In the middle of the...morning?

I have always been puzzled when people talk about "3 o'clock in the morning." Is that really morning, or is it night? I admit that the sections of the day -- morning, afternoon, evening, and night -- are not well defined. Only the distinction between morning and afternoon is marked clearly by the noon boundary. I draw the line between afternoon and evening at 5 p.m., but I doubt everyone does, and I'm sure I violate the distinction occasionally. Still, there is general agreement that 3 p.m. is not evening, and 7 p.m. is not afternoon.

The difference between evening and night is even less clear. You might say that night begins when the sun goes down, although most people seem to use evening to mean the entire time between getting off from work and going to bed. Ten or eleven p.m. would seem to be a reasonable dividing point. When it comes to the division between night and morning, however, confusion dominates. When does the morning begin? For most people, it begins when they wake up for good to have breakfast, get dressed, and so forth. If they wake up earlier, say, at 3 a.m., they would describe it as "the middle of the night," and they would tell people that they had trouble sleeping that night.

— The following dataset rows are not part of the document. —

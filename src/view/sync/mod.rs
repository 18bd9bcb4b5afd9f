//! Keeps a list view's visible data consistent with its location.
//!
//! The location's query parameters are the single source of truth. The
//! synchronizer derives from them the server-side scope that must be
//! fetched and the client-side filter, sort and page applied to whatever
//! was fetched. Fetches are ticketed so that a slow response for old
//! parameters can never overwrite newer results.

use std::cmp::Ordering;
use std::fmt;
use std::future::Future;
use std::sync::Arc;

use tracing::{debug, warn};

use super::freshness::{RequestTicket, RequestTracker};
use super::location::{History, Location};
use super::pagination::{PageInfo, PageSlice, paginate};
use super::query::{ORDER_PARAM, PAGE_PARAM, ViewQuery};
use super::sorting::SortOrder;
use crate::api::ClientError;
use crate::telemetry::{NoopTelemetrySink, TelemetryEvent, TelemetrySink};

/// Definition of a list screen: how its parameters are read, which of them
/// require a new fetch and how items are filtered and ordered.
pub trait ListView {
    /// Item shown in the list.
    type Item;
    /// View-specific parameters parsed from the query.
    type Params;
    /// Server-side part of the parameters; a change means refetching.
    type Scope: Clone + PartialEq + fmt::Debug;

    /// Short view name used in logs and telemetry.
    fn name(&self) -> &'static str;

    /// Page size used when the location does not specify one.
    fn default_page_size(&self) -> u32;

    /// Reads the view's parameters, applying defaults.
    fn params(&self, query: &ViewQuery) -> Self::Params;

    /// Returns the fetch scope for `params`.
    fn scope(&self, params: &Self::Params) -> Self::Scope;

    /// Returns true when `item` passes the client-side filters.
    fn matches(&self, params: &Self::Params, item: &Self::Item) -> bool;

    /// Compares two items in ascending order of the selected sort field.
    fn compare(&self, params: &Self::Params, left: &Self::Item, right: &Self::Item) -> Ordering;
}

/// Fetch lifecycle of a list view.
#[derive(Debug, Clone, PartialEq, Eq)]
pub enum FetchState {
    /// Nothing requested yet.
    Idle,
    /// A request is in flight.
    Loading {
        /// Identifier of the latest request.
        request_id: u64,
    },
    /// Data for the current scope is available.
    Loaded,
    /// The latest request failed.
    Errored(ClientError),
}

/// What happened to a completed fetch.
#[derive(Debug, Clone, Copy, PartialEq, Eq)]
pub enum FetchOutcome {
    /// The result (data or error) became the view's state.
    Applied,
    /// The result belonged to superseded parameters and was dropped.
    Discarded,
}

/// Synchronizes a [`ListView`] with its location and fetched data.
pub struct ListViewSynchronizer<V: ListView> {
    view: V,
    history: History,
    items: Vec<V::Item>,
    loaded_scope: Option<V::Scope>,
    state: FetchState,
    tracker: RequestTracker<V::Scope>,
    telemetry: Arc<dyn TelemetrySink>,
}

impl<V: ListView> ListViewSynchronizer<V> {
    /// Creates a synchronizer positioned at the history's current location.
    #[must_use]
    pub fn new(view: V, history: History) -> Self {
        Self {
            view,
            history,
            items: Vec::new(),
            loaded_scope: None,
            state: FetchState::Idle,
            tracker: RequestTracker::default(),
            telemetry: Arc::new(NoopTelemetrySink),
        }
    }

    /// Routes telemetry events to `sink`.
    #[must_use]
    pub fn with_telemetry(mut self, sink: Arc<dyn TelemetrySink>) -> Self {
        self.telemetry = sink;
        self
    }

    /// Returns the view definition.
    #[must_use]
    pub const fn view(&self) -> &V {
        &self.view
    }

    /// Returns the current location.
    #[must_use]
    pub const fn location(&self) -> &Location {
        self.history.current()
    }

    /// Returns the current query parameters.
    #[must_use]
    pub const fn query(&self) -> &ViewQuery {
        self.history.current().query()
    }

    /// Returns the view's parameters for the current location.
    #[must_use]
    pub fn params(&self) -> V::Params {
        self.view.params(self.query())
    }

    /// Returns the scope the current location needs.
    #[must_use]
    pub fn scope(&self) -> V::Scope {
        self.view.scope(&self.params())
    }

    /// Returns the sort direction.
    #[must_use]
    pub fn order(&self) -> SortOrder {
        SortOrder::parse(self.query().get(ORDER_PARAM))
    }

    /// Returns the fetch lifecycle state.
    #[must_use]
    pub const fn state(&self) -> &FetchState {
        &self.state
    }

    /// Returns the navigation history.
    #[must_use]
    pub const fn history(&self) -> &History {
        &self.history
    }

    /// Gives the history back for further navigation.
    #[must_use]
    pub fn into_history(self) -> History {
        self.history
    }

    /// Updates one query parameter, replacing the current history entry.
    ///
    /// Returns true when the update changed the scope and a fetch is needed.
    pub fn set_param(&mut self, key: &str, value: &str) -> bool {
        let mut query = self.query().clone();
        query.set_param(key, value);
        let location = self.location().clone().with_query(query);
        debug!(view = self.view.name(), %location, "updated list parameters");
        self.history.replace(location);
        self.needs_fetch()
    }

    /// Advances one page if a next page exists.
    pub fn next_page(&mut self) -> bool {
        let info = self.page_info();
        if !info.has_next() {
            return false;
        }
        let next = info.current_page().saturating_add(1);
        self.set_param(PAGE_PARAM, &next.to_string());
        true
    }

    /// Goes back one page if not on the first page.
    pub fn previous_page(&mut self) -> bool {
        let info = self.page_info();
        if !info.has_prev() {
            return false;
        }
        let previous = info
            .current_page()
            .min(info.total_pages().saturating_add(1))
            .saturating_sub(1);
        self.set_param(PAGE_PARAM, &previous.to_string());
        true
    }

    /// Returns true when the loaded data does not belong to the current
    /// scope.
    #[must_use]
    pub fn needs_fetch(&self) -> bool {
        self.loaded_scope.as_ref() != Some(&self.scope())
    }

    /// Issues a ticket for the current scope and marks the view as loading.
    pub fn begin_fetch(&mut self) -> RequestTicket<V::Scope> {
        let ticket = self.tracker.issue(self.scope());
        debug!(
            view = self.view.name(),
            request_id = ticket.id(),
            scope = ?ticket.scope(),
            "fetch started"
        );
        self.state = FetchState::Loading {
            request_id: ticket.id(),
        };
        ticket
    }

    /// Applies a completed fetch if its ticket is still current.
    pub fn complete_fetch(
        &mut self,
        ticket: RequestTicket<V::Scope>,
        result: Result<Vec<V::Item>, ClientError>,
    ) -> FetchOutcome {
        if !self.tracker.is_current(&ticket, &self.scope()) {
            warn!(
                view = self.view.name(),
                request_id = ticket.id(),
                "discarding response for superseded parameters"
            );
            self.telemetry
                .record(TelemetryEvent::StaleResponseDiscarded {
                    view: self.view.name().to_owned(),
                    request_id: ticket.id(),
                });
            return FetchOutcome::Discarded;
        }

        match result {
            Ok(items) => {
                let latency_ms = u64::try_from(ticket.elapsed().as_millis()).unwrap_or(u64::MAX);
                debug!(
                    view = self.view.name(),
                    request_id = ticket.id(),
                    item_count = items.len(),
                    latency_ms,
                    "fetch applied"
                );
                self.telemetry.record(TelemetryEvent::ViewFetched {
                    view: self.view.name().to_owned(),
                    item_count: items.len(),
                    latency_ms,
                });
                self.items = items;
                self.loaded_scope = Some(ticket.scope().clone());
                self.state = FetchState::Loaded;
            }
            Err(error) => {
                debug!(view = self.view.name(), %error, "fetch failed");
                self.items.clear();
                self.loaded_scope = None;
                self.state = FetchState::Errored(error);
            }
        }
        FetchOutcome::Applied
    }

    /// Fetches the current scope with `fetch` and applies the result.
    ///
    /// # Errors
    ///
    /// Returns the fetch error when it was applied to the view.
    pub async fn refresh<F, Fut>(&mut self, fetch: F) -> Result<FetchOutcome, ClientError>
    where
        F: FnOnce(V::Scope) -> Fut,
        Fut: Future<Output = Result<Vec<V::Item>, ClientError>>,
    {
        let ticket = self.begin_fetch();
        let result = fetch(ticket.scope().clone()).await;
        let failure = result.as_ref().err().cloned();
        let outcome = self.complete_fetch(ticket, result);
        match failure {
            Some(error) if outcome == FetchOutcome::Applied => Err(error),
            _ => Ok(outcome),
        }
    }

    /// Like [`refresh`](Self::refresh), but only when the scope changed.
    ///
    /// # Errors
    ///
    /// Returns the fetch error when a fetch ran and failed.
    pub async fn refresh_if_needed<F, Fut>(&mut self, fetch: F) -> Result<(), ClientError>
    where
        F: FnOnce(V::Scope) -> Fut,
        Fut: Future<Output = Result<Vec<V::Item>, ClientError>>,
    {
        if self.needs_fetch() {
            self.refresh(fetch).await?;
        }
        Ok(())
    }

    /// Returns the filtered, sorted items on the current page.
    ///
    /// Until data for the current scope has loaded the page is empty.
    #[must_use]
    pub fn visible(&self) -> PageSlice<&V::Item> {
        let params = self.params();
        let query = self.query();
        let page = query.page();
        let page_size = query.page_size(self.view.default_page_size());

        if self.needs_fetch() {
            return PageSlice {
                items: Vec::new(),
                info: PageInfo::new(page, page_size, 0),
            };
        }

        let order = self.order();
        let mut filtered: Vec<&V::Item> = self
            .items
            .iter()
            .filter(|item| self.view.matches(&params, item))
            .collect();
        filtered.sort_by(|left, right| order.apply(self.view.compare(&params, left, right)));
        paginate(filtered, page, page_size)
    }

    fn page_info(&self) -> PageInfo {
        self.visible().info
    }
}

The problem is that people are inclined to assign midnight the same dividing power that they do to noon. Thus, although they might describe 3 a.m. as the middle of the night, they almost invariably say they woke up at "3 in the morning" rather than "3 a.m." The tendency to equate a.m. with morning is understandable. Midnight does mark one definite boundary -- the boundary between one calendar day and the next -- and we naturally associate a.m. with morning: when we're awake, the coming of the post meridiem means the end of morning. But the a.m./p.m. boundary only works to divide morning from afternoon; it makes little sense as a division between night and morning. Do people really consider 12:30 a.m. morning? Or 2 a.m., or 3 a.m.? 90% of people are sleeping by 3 a.m.; of those that aren't, 90% wish they were (they are working 3rd shift), and 90% of the remainder are still up from the day before partying. (Did you know that 87% of statistics are made up on the spot?) I'm willing to grant that a reasonable percentage of people (though probably less than 1%) get up by 5 a.m.; that could be considered morning. I doubt, however, whether one person in 10,000 gets up at 4 a.m. on a regular basis.